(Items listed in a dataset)
--------------------------------------------------

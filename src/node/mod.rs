//! The scene-graph element.
//!
//! A [`Node`] is plain data stored in the [`Tree`](crate::tree::Tree) arena.
//! All behaviour that needs to look at other nodes (dirty propagation, the
//! update and render passes, z-context bookkeeping) lives on
//! [`SceneGraph`](crate::SceneGraph) and is split across the submodules:
//!
//! - `properties`: setters and the dirty-flag plumbing they trigger
//! - `update`: the per-frame context, scissor and culling computation
//! - `zindex`: z-context membership and partial re-sorting
//! - `render`: quad emission and render-to-texture passes

mod properties;
mod render;
mod update;
mod zindex;

pub(crate) use render::RenderFrame;
pub(crate) use update::ParentFrame;

use bitflags::bitflags;

use crate::context::Context;
use crate::geometry::{BoundsMargin, Color, Rect};
use crate::layout::{FlexLayout, RelativeFunctions};
use crate::owner::NodeOwner;
use crate::render_state::ShaderId;
use crate::scene::SceneGraph;
use crate::texture::Texture;
use crate::texturizer::Texturizer;
use crate::tree::NodeId;

bitflags! {
    /// What part of a node's computed state is stale.
    #[derive(Clone, Copy, Debug, Default, PartialEq, Eq)]
    pub struct RecalcFlags: u16 {
        /// World alpha must be recomputed.
        const ALPHA = 1;
        /// Translation terms must be recomputed.
        const TRANSLATE = 2;
        /// The full matrix must be recomputed.
        const TRANSFORM = 4;
        /// The node just went from invisible to visible.
        const BECAME_VISIBLE = 128;
        /// The flex layout collaborator must run.
        const LAYOUT = 256;

        /// Bits handed down to children. TRANSFORM is included because a
        /// child's world matrix is composed from its parent's.
        const INHERITED = Self::ALPHA.bits()
            | Self::TRANSLATE.bits()
            | Self::TRANSFORM.bits()
            | Self::BECAME_VISIBLE.bits()
            | Self::LAYOUT.bits();
    }
}

/// Culling classification computed by the update pass.
#[derive(Clone, Copy, Debug, Default, PartialEq, Eq, PartialOrd, Ord)]
pub enum OutOfBounds {
    /// Inside the scissor; drawn.
    #[default]
    Visible = 0,
    /// Outside the scissor but within the bounds margin; kept alive, not drawn.
    WithinMargin = 1,
    /// Fully culled; the subtree is skipped.
    Culled = 2,
}

/// Callback run by the update pass on a node.
pub type NodeCallback = Box<dyn FnMut(&mut SceneGraph, NodeId)>;

/// Invalidation level meaning "something inside changed".
pub(crate) const RENDER_UPDATE_MINOR: u8 = 1;

pub struct Node {
    // Tree links
    pub(crate) parent: Option<NodeId>,
    pub(crate) children: Vec<NodeId>,
    pub(crate) is_root: bool,
    pub(crate) enabled: bool,

    // Local properties
    pub(crate) x: f32,
    pub(crate) y: f32,
    pub(crate) w: f32,
    pub(crate) h: f32,
    /// Dimensions are an estimate (e.g. texture not loaded yet).
    pub(crate) dims_unknown: bool,
    /// Dimensions were set explicitly and must not follow the texture.
    pub(crate) dims_explicit: bool,
    pub(crate) relative: Option<Box<RelativeFunctions>>,
    pub(crate) scale_x: f32,
    pub(crate) scale_y: f32,
    pub(crate) pivot_x: f32,
    pub(crate) pivot_y: f32,
    pub(crate) mount_x: f32,
    pub(crate) mount_y: f32,
    pub(crate) rotation: f32,
    pub(crate) alpha: f32,
    pub(crate) visible: bool,
    pub(crate) colors: [Color; 4],
    pub(crate) texture: Option<Texture>,
    pub(crate) shader: Option<ShaderId>,
    pub(crate) shader_owner: Option<NodeId>,

    /// Local transform; `alpha` holds the effective local alpha.
    pub(crate) local: Context,

    // Computed state
    pub(crate) world: Context,
    /// `None` while no render-to-texture ancestor exists: the world context
    /// doubles as the render context.
    pub(crate) render: Option<Context>,
    pub(crate) recalc: RecalcFlags,
    pub(crate) last_recalc: RecalcFlags,
    pub(crate) has_updates: bool,
    pub(crate) has_render_updates: u8,
    pub(crate) update_tree_order: u32,
    /// Highest tree order assigned within the subtree during its last visit.
    pub(crate) subtree_tree_order: u32,

    // Z-index bookkeeping
    pub(crate) z_index: i32,
    pub(crate) force_z_context: bool,
    pub(crate) z_parent: Option<NodeId>,
    pub(crate) z_context_usage: u32,
    pub(crate) z_indexed_children: Vec<NodeId>,
    pub(crate) z_index_resort: bool,
    pub(crate) z_sort: bool,

    // Bounds
    pub(crate) clipping: bool,
    pub(crate) clipbox: bool,
    pub(crate) bounds_margin: Option<BoundsMargin>,
    pub(crate) strict_bounds: Option<bool>,
    pub(crate) rec_bounds_margin: BoundsMargin,
    pub(crate) rec_strict_bounds: bool,
    pub(crate) bbox: Rect,
    pub(crate) scissor: Option<Rect>,
    pub(crate) viewport: Option<Rect>,
    pub(crate) out_of_bounds: OutOfBounds,
    pub(crate) within_bounds_margin: bool,

    // Render to texture
    pub(crate) texturizer: Option<Texturizer>,
    pub(crate) use_render_to_texture: bool,

    // Collaborators
    pub(crate) on_update: Option<NodeCallback>,
    pub(crate) on_after_update: Option<NodeCallback>,
    pub(crate) owner: Option<Box<dyn NodeOwner>>,
    pub(crate) layout: Option<Box<dyn FlexLayout>>,
}

impl Node {
    /// A detached node with default properties.
    pub fn new() -> Self {
        Self {
            parent: None,
            children: Vec::new(),
            is_root: false,
            enabled: false,
            x: 0.0,
            y: 0.0,
            w: 0.0,
            h: 0.0,
            dims_unknown: false,
            dims_explicit: false,
            relative: None,
            scale_x: 1.0,
            scale_y: 1.0,
            pivot_x: 0.5,
            pivot_y: 0.5,
            mount_x: 0.0,
            mount_y: 0.0,
            rotation: 0.0,
            alpha: 1.0,
            visible: true,
            colors: [Color::WHITE; 4],
            texture: None,
            shader: None,
            shader_owner: None,
            local: Context::IDENTITY,
            world: Context {
                alpha: 0.0,
                ..Context::IDENTITY
            },
            render: None,
            recalc: RecalcFlags::empty(),
            last_recalc: RecalcFlags::empty(),
            has_updates: false,
            has_render_updates: 0,
            update_tree_order: 0,
            subtree_tree_order: 0,
            z_index: 0,
            force_z_context: false,
            z_parent: None,
            z_context_usage: 0,
            z_indexed_children: Vec::new(),
            z_index_resort: false,
            z_sort: false,
            clipping: false,
            clipbox: false,
            bounds_margin: None,
            strict_bounds: None,
            rec_bounds_margin: BoundsMargin::default(),
            rec_strict_bounds: true,
            bbox: Rect::default(),
            scissor: None,
            viewport: None,
            out_of_bounds: OutOfBounds::Visible,
            within_bounds_margin: false,
            texturizer: None,
            use_render_to_texture: false,
            on_update: None,
            on_after_update: None,
            owner: None,
            layout: None,
        }
    }

    pub fn parent(&self) -> Option<NodeId> {
        self.parent
    }

    pub fn children(&self) -> &[NodeId] {
        &self.children
    }

    pub fn is_root(&self) -> bool {
        self.is_root
    }

    /// Attached under the root, visible and under an enabled parent.
    pub fn is_enabled(&self) -> bool {
        self.enabled
    }

    pub fn x(&self) -> f32 {
        self.x
    }

    pub fn y(&self) -> f32 {
        self.y
    }

    pub fn w(&self) -> f32 {
        self.w
    }

    pub fn h(&self) -> f32 {
        self.h
    }

    pub fn dims_unknown(&self) -> bool {
        self.dims_unknown
    }

    pub fn scale(&self) -> (f32, f32) {
        (self.scale_x, self.scale_y)
    }

    pub fn pivot(&self) -> (f32, f32) {
        (self.pivot_x, self.pivot_y)
    }

    pub fn mount(&self) -> (f32, f32) {
        (self.mount_x, self.mount_y)
    }

    pub fn rotation(&self) -> f32 {
        self.rotation
    }

    /// Alpha as set, regardless of visibility.
    pub fn alpha(&self) -> f32 {
        self.alpha
    }

    pub fn visible(&self) -> bool {
        self.visible
    }

    /// Alpha actually applied: zero while invisible.
    pub fn local_alpha(&self) -> f32 {
        self.local.alpha
    }

    pub fn colors(&self) -> [Color; 4] {
        self.colors
    }

    pub fn texture(&self) -> Option<&Texture> {
        self.texture.as_ref()
    }

    pub fn shader(&self) -> Option<ShaderId> {
        self.shader
    }

    /// Nearest node (self included) whose shader applies to this node.
    pub fn shader_owner(&self) -> Option<NodeId> {
        self.shader_owner
    }

    pub fn local_context(&self) -> Context {
        self.local
    }

    pub fn world_context(&self) -> Context {
        self.world
    }

    /// Context relative to the enclosing render target.
    pub fn render_context(&self) -> Context {
        self.render.unwrap_or(self.world)
    }

    /// Whether the render context differs from the world context.
    pub fn has_render_context(&self) -> bool {
        self.render.is_some()
    }

    pub fn recalc(&self) -> RecalcFlags {
        self.recalc
    }

    /// Bits processed by the most recent update of this node.
    pub fn last_recalc(&self) -> RecalcFlags {
        self.last_recalc
    }

    pub fn has_updates(&self) -> bool {
        self.has_updates
    }

    pub fn has_render_updates(&self) -> u8 {
        self.has_render_updates
    }

    pub fn update_tree_order(&self) -> u32 {
        self.update_tree_order
    }

    pub fn z_index(&self) -> i32 {
        self.z_index
    }

    pub fn force_z_context(&self) -> bool {
        self.force_z_context
    }

    /// Z-context this node is registered with (nonzero z-index only).
    pub fn z_parent(&self) -> Option<NodeId> {
        self.z_parent
    }

    pub fn z_context_usage(&self) -> u32 {
        self.z_context_usage
    }

    pub fn z_indexed_children(&self) -> &[NodeId] {
        &self.z_indexed_children
    }

    pub fn clipping(&self) -> bool {
        self.clipping
    }

    pub fn clipbox(&self) -> bool {
        self.clipbox
    }

    pub fn bounds_margin(&self) -> Option<BoundsMargin> {
        self.bounds_margin
    }

    pub fn bbox(&self) -> Rect {
        self.bbox
    }

    pub fn scissor(&self) -> Option<Rect> {
        self.scissor
    }

    /// Own texture area while rendering to texture.
    pub fn viewport(&self) -> Option<Rect> {
        self.viewport
    }

    pub fn out_of_bounds(&self) -> OutOfBounds {
        self.out_of_bounds
    }

    pub fn within_bounds_margin(&self) -> bool {
        self.within_bounds_margin
    }

    pub fn texturizer(&self) -> Option<&Texturizer> {
        self.texturizer.as_ref()
    }

    pub fn render_to_texture_enabled(&self) -> bool {
        self.texturizer.as_ref().is_some_and(Texturizer::is_enabled)
    }

    /// Rendering to texture during the current frame.
    pub fn uses_render_to_texture(&self) -> bool {
        self.use_render_to_texture
    }

    pub(crate) fn has_flex_layout(&self) -> bool {
        self.layout.as_ref().is_some_and(|l| l.is_enabled())
    }

    /// Whether the node owns a sorted list of z-indexed descendants.
    pub fn is_z_context(&self) -> bool {
        self.force_z_context
            || self.render_to_texture_enabled()
            || self.z_index != 0
            || self.is_root
            || self.parent.is_none()
    }
}

impl Default for Node {
    fn default() -> Self {
        Self::new()
    }
}

impl std::fmt::Debug for Node {
    fn fmt(&self, f: &mut std::fmt::Formatter<'_>) -> std::fmt::Result {
        f.debug_struct("Node")
            .field("parent", &self.parent)
            .field("children", &self.children.len())
            .field("x", &self.x)
            .field("y", &self.y)
            .field("w", &self.w)
            .field("h", &self.h)
            .field("alpha", &self.local.alpha)
            .field("z_index", &self.z_index)
            .field("world", &self.world)
            .field("out_of_bounds", &self.out_of_bounds)
            .field("recalc", &self.recalc)
            .field("has_updates", &self.has_updates)
            .finish_non_exhaustive()
    }
}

--------------------------------------------------

**What is needed**. Among the records above, repeat exactly the line with "pub fn clipping(&self)", the line with "pub fn render_to_texture_enabled(&self)", and every line in between, and only those.

**Result below**.
    pub fn clipping(&self) -> bool {
        self.clipping
    }

    pub fn clipbox(&self) -> bool {
        self.clipbox
    }

    pub fn bounds_margin(&self) -> Option<BoundsMargin> {
        self.bounds_margin
    }

    pub fn bbox(&self) -> Rect {
        self.bbox
    }

    pub fn scissor(&self) -> Option<Rect> {
        self.scissor
    }

    /// Own texture area while rendering to texture.
    pub fn viewport(&self) -> Option<Rect> {
        self.viewport
    }

    pub fn out_of_bounds(&self) -> OutOfBounds {
        self.out_of_bounds
    }

    pub fn within_bounds_margin(&self) -> bool {
        self.within_bounds_margin
    }

    pub fn texturizer(&self) -> Option<&Texturizer> {
        self.texturizer.as_ref()
    }

    pub fn render_to_texture_enabled(&self) -> bool {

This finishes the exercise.